VANCOUVER (NEWS 1130) – The longest federal campaign in modern times saw nearly a decade of Conservative rule come to an end and with it, the birth of a new political dynasty in Ottawa. The victory of the Trudeau Liberals in the October 19th election is the Number 1 story in our Top 10 of 2015.
The writ was dropped on August 2nd to kick off the 78 day campaign, the longest since 1872. However, you’d be forgiven for feeling electioned out long before that, as Canadians were inundated with political ads and slogans months before the lawn signs were finally out.
“Justin Trudeau. He’s just not ready.”
“I’ll tell you what I’m not ready for. I’m not ready to stand by as our economy slides into recession.”
“The choice… could not be clearer… balanced budgets or ongoing deficits.”
“Prime Minister is not an entry level job.”
“Nice hair though.”
“Stephen Harper’s government is out of ideas and completely out of touch.”
Harper spent the campaign trying convince Canadians the election was about leadership, but the turning point probably came during the first French language debate, when Harper made this claim:
“Never will I say to my daughter that a woman has to cover her face because she is a woman.”
NDP leader Tom Mulcair, who was leading when the writ was dropped, saw his support in Quebec plummet for not backing an outright ban on the niqab from citizenship ceremonies.

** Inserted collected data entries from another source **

//! Cleanup (§4.8g): after merge, remove the frontier directory, the
//! claim-ledger directory, per-worker partials, and — if requested — the
//! fetch-cache parts.

use crate::config::RunConfig;

pub fn teardown(config: &RunConfig) -> std::io::Result<()> {
    remove_dir(&config.frontier_dir())?;
    remove_dir(&config.claim_dir())?;
    remove_parts(config, "urls-final.part", ".json")?;
    remove_parts(config, "internal-links.part", ".ndjson")?;
    remove_parts(config, "url-existence.part", ".csv")?;
    if config.drop_cache {
        remove_parts(config, "fetch-cache.part", ".json")?;
    }
    Ok(())
}

fn remove_dir(dir: &std::path::Path) -> std::io::Result<()> {
    match std::fs::remove_dir_all(dir) {
        Ok(()) => Ok(()),
        Err(e) if e.kind() == std::io::ErrorKind::NotFound => Ok(()),
        Err(e) => Err(e),
    }
}

fn remove_parts(config: &RunConfig, prefix: &str, suffix: &str) -> std::io::Result<()> {
    let Ok(entries) = std::fs::read_dir(&config.out_dir) else {
        return Ok(());
    };
    for entry in entries.flatten() {
        let name = entry.file_name().to_string_lossy().into_owned();
        if name.starts_with(prefix) && name.ends_with(suffix) {
            let _ = std::fs::remove_file(entry.path());
        }
    }
    Ok(())
}

#[cfg(test)]
mod tests {
    use super::*;
    use crate::config::RunConfigBuilder;

    #[test]
    fn removes_frontier_claim_and_partials() {
        let dir = tempfile::tempdir().unwrap();
        let config = RunConfigBuilder::new()
            .base("https://example.com")
            .out_dir(dir.path().to_path_buf())
            .build();
        std::fs::create_dir_all(config.frontier_dir()).unwrap();
        std::fs::create_dir_all(config.claim_dir()).unwrap();
        std::fs::write(dir.path().join("urls-final.part0.json"), "").unwrap();
        std::fs::write(dir.path().join("fetch-cache.part0.json"), "").unwrap();

        teardown(&config).unwrap();

        assert!(!config.frontier_dir().exists());
        assert!(!config.claim_dir().exists());
        assert!(!dir.path().join("urls-final.part0.json").exists());
        assert!(dir.path().join("fetch-cache.part0.json").exists());
    }
}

“We must reject this divisive approach and look for ways to engage with each other,” said Mulcair.
Justin Trudeau also emerged as a more than competent campaigner over his 11 weeks on the hustings. By the time it was all over, the leader of the third-place party when Parliament was dissolved found himself with a 184-seat majority, the first Liberal government in nearly a decade. The new prime minister promised to bring sunny ways and real change in Ottawa. He sounded triumphant and optimistic as his first news conference as head of government.
“On behalf of 35 million Canadians… we’re back!”
BC sent a record number of Liberals to Ottawa, with 17 of the province’s 42 seats going to the Grits. It was the party’s best showing since 1968, when Pierre Trudeau swept to power.
A number of Lower Mainland Liberals entered cabinet, as well. Harjit Sajjan in Vancouver-South was sworn in as the country’s new Minister of Defence and Jody Wilson-Raybould, elected in the brand new riding of Vancouver-Granville, became Canada’s first Justice Minister of Aboriginal heritage. Carla Qualtrough of Delta was named Minister for Sport and Persons with Disabilities.
A couple of high profile local politicians were sent to the Opposition benches. Former Surrey mayor Dianne Watts ran and won as a Conservative in Surrey White Rock, while Jenny Kwan ran and won for the NDP, replacing longtime MP Libby Davies in Vancouver East.
Elections Canada says 68.5 per cent of eligible voters cast ballots in the election — the largest turnout in more than 20 years.
Of the 25.6 million people registered to vote, close to 17.6 million turned up at polls across the country. That kind of turnout hasn’t been seen since the 1993 election, a campaign that also resulted in a sweeping Liberal win under Jean Chretien.